O placar da votação em primeiro turno foi de 371 favoráveis contra 121 contrários, com três abstenções. No segundo turno da votação, o placar foi de 365 a 118. Com a aprovação, o texto segue para a promulgação.
A oposição tentou obstruir a votação, mas ao perceber o consenso e a maioria dos parlamentares a favor da proposta, decidiram mudar o voto para não. A líder do Novo na Câmara, deputada Adriana Ventura (Novo-SP), criticou a forma como a votação foi conduzida. "Lamento essa votação atropelada, porque a gente não pode votar algo que não consiga quantificar ou ter clareza, e pelo texto do Senado, há sim claramente aumento de alíquotas", disse.
Foi aprovado o parecer do relator, deputado Aguinaldo Ribeiro (PP-PB), que acatou boa parte das sugestões dos senadores depois de negociações com o objetivo de evitar o retorno da proposta (PEC 45/19) ao Senado. A proposta foi colocada em votação após reunião entre os presidentes da Câmara, Arthur Lira (PP-AL), e do Senado, Rodrigo Pacheco (PSD-MG), na tarde de quinta-feira (14).
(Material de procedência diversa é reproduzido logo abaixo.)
use crate::engine::{Board, Move, Transition};

use super::budget::limit_branches;
use super::heuristic::evaluate;
use super::{ExpectimaxConfig, SpawnPolicy};

/// Rank and probability of the two tiles the game can spawn (2 and 4).
const SPAWN_TWO: (u8, f64) = (1, 0.9);
const SPAWN_FOUR: (u8, f64) = (2, 0.1);

/// Directions tried at a chance node; `Down` is only consulted when these sum to zero.
const PREFERRED: [Move; 3] = [Move::Up, Move::Left, Move::Right];
const DOWN_WEIGHT: f64 = 0.5;

/// Recursive evaluator for a single root branch.
///
/// Runs single-threaded; each root direction gets its own instance so the
/// node counter is never shared.
pub(crate) struct Search<'a, T: Transition> {
    cfg: &'a ExpectimaxConfig,
    transition: &'a T,
    budget: u64,
    pub(crate) nodes: u64,
}

impl<'a, T: Transition> Search<'a, T> {
    pub(crate) fn new(cfg: &'a ExpectimaxConfig, transition: &'a T, budget: u64) -> Self {
        Self { cfg, transition, budget, nodes: 0 }
    }

    /// Agent move: apply `dir`, then either score the leaf or take the best
    /// spawn cell below it. A no-op move scores 0 and is not expanded.
    pub(crate) fn max_node(&mut self, dir: Move, board: Board, depth: u64) -> f64 {
        self.nodes += 1;
        let moved = self.transition.apply(dir, board);
        if moved == board {
            return 0.0;
        }
        let depth = depth + 1;
        if depth >= self.budget {
            return evaluate(moved, &self.cfg.weights);
        }
        let cells = moved.empty_cells();
        let mut best = 0.0f64;
        for idx in limit_branches(&cells, self.cfg.branch_cap) {
            best = best.max(self.spawn_value(moved, idx, depth));
        }
        best
    }

    /// Value of the environment spawning into cell `idx`.
    fn spawn_value(&mut self, board: Board, idx: usize, depth: u64) -> f64 {
        let (two_rank, two_prob) = SPAWN_TWO;
        let (four_rank, four_prob) = SPAWN_FOUR;
        let two = self.chance_node(two_prob, board.with_tile(idx, two_rank), depth);
        match self.cfg.spawn_policy {
            SpawnPolicy::ShortCircuit if two != 0.0 => two,
            SpawnPolicy::ShortCircuit => self.chance_node(four_prob, board.with_tile(idx, four_rank), depth),
            SpawnPolicy::FullExpectation => two + self.chance_node(four_prob, board.with_tile(idx, four_rank), depth),
        }
    }

    /// Board right after a spawn with probability `prob`: sum of the agent's
    /// replies, `Down` at half weight only if nothing else scores.
    pub(crate) fn chance_node(&mut self, prob: f64, board: Board, depth: u64) -> f64 {
        self.nodes += 1;
        let mut sum: f64 = PREFERRED.iter().map(|&dir| self.max_node(dir, board, depth)).sum();
        if sum == 0.0 {
            sum = self.max_node(Move::Down, board, depth) * DOWN_WEIGHT;
        }
        sum * prob
    }
}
“Nós fizemos de uma forma a não ter devolução para o Senado. Nós nos manifestaremos hoje sobre o parecer e estaremos prontos para promulgar a reforma tributária no país”, disse o relator na Câmara, antes da votação.
Para ser promulgado, o texto de emenda constitucional precisava ser aprovado nas duas Casas em dois turnos. Dessa forma, havendo concordância sobre exclusões, elas preservam um texto não modificado e que pode ir à promulgação.
O líder do governo na Câmara, deputado José Guimarães (PT-CE), afirmou na votação que eventuais mudanças propostas pela oposição não impedem a promulgação da medida já na próxima semana. “Mesmo tendo destaques que a oposição vai fazer, nós vamos chegar na votação com um texto redondo pronto para a publicação, porque era o maior desafio unificar o que nós votamos na Câmara e o que foi votado no Senado”, disse Guimarães.
Apoiada pelo governo, a PEC tem como premissa principal a criação de um sistema de Imposto sobre Valor Agregado (IVA) “dual”, formado pela Contribuição sobre Bens e Serviços (CBS), de competência da União, e pelo Imposto sobre Bens e Serviços (IBS), cuja responsabilidade será compartilhada entre estados e municípios. Serão extintos os atuais ICMS, ISS, PIS e Cofins.
Um dos principais impasses entre parlamentares dizia respeito à incidência da Contribuição sobre Intervenção de Domínio Econômico (Cide) sobre produtos que concorram com similares produzidos na Zona Franca de Manaus (ZFM). A cobrança foi incluída pelo relator da PEC no Senado, Eduardo Braga (MDB-AM), com o objetivo de manter a vantagem competitiva da região.
A arrecadação com a contribuição pesaria para os demais estados mas iria para um fundo que beneficiará o Amazonas. Na versão aprovada anteriormente na Câmara, a cobrança adicional para beneficiar a ZFM seria feita por meio do imposto seletivo, que é partilhado de forma mais igualitária entre todos os estados.
A solução encontrada foi eliminar a menção à Cide e excluir também dispositivo que extinguia o IPI quando a nova contribuição fosse instituída. Com isso, ao fim da transição para o novo modelo, o IPI terá as alíquotas zeradas para todos os produtos, exceto aos que têm industrialização incentivada na ZFM.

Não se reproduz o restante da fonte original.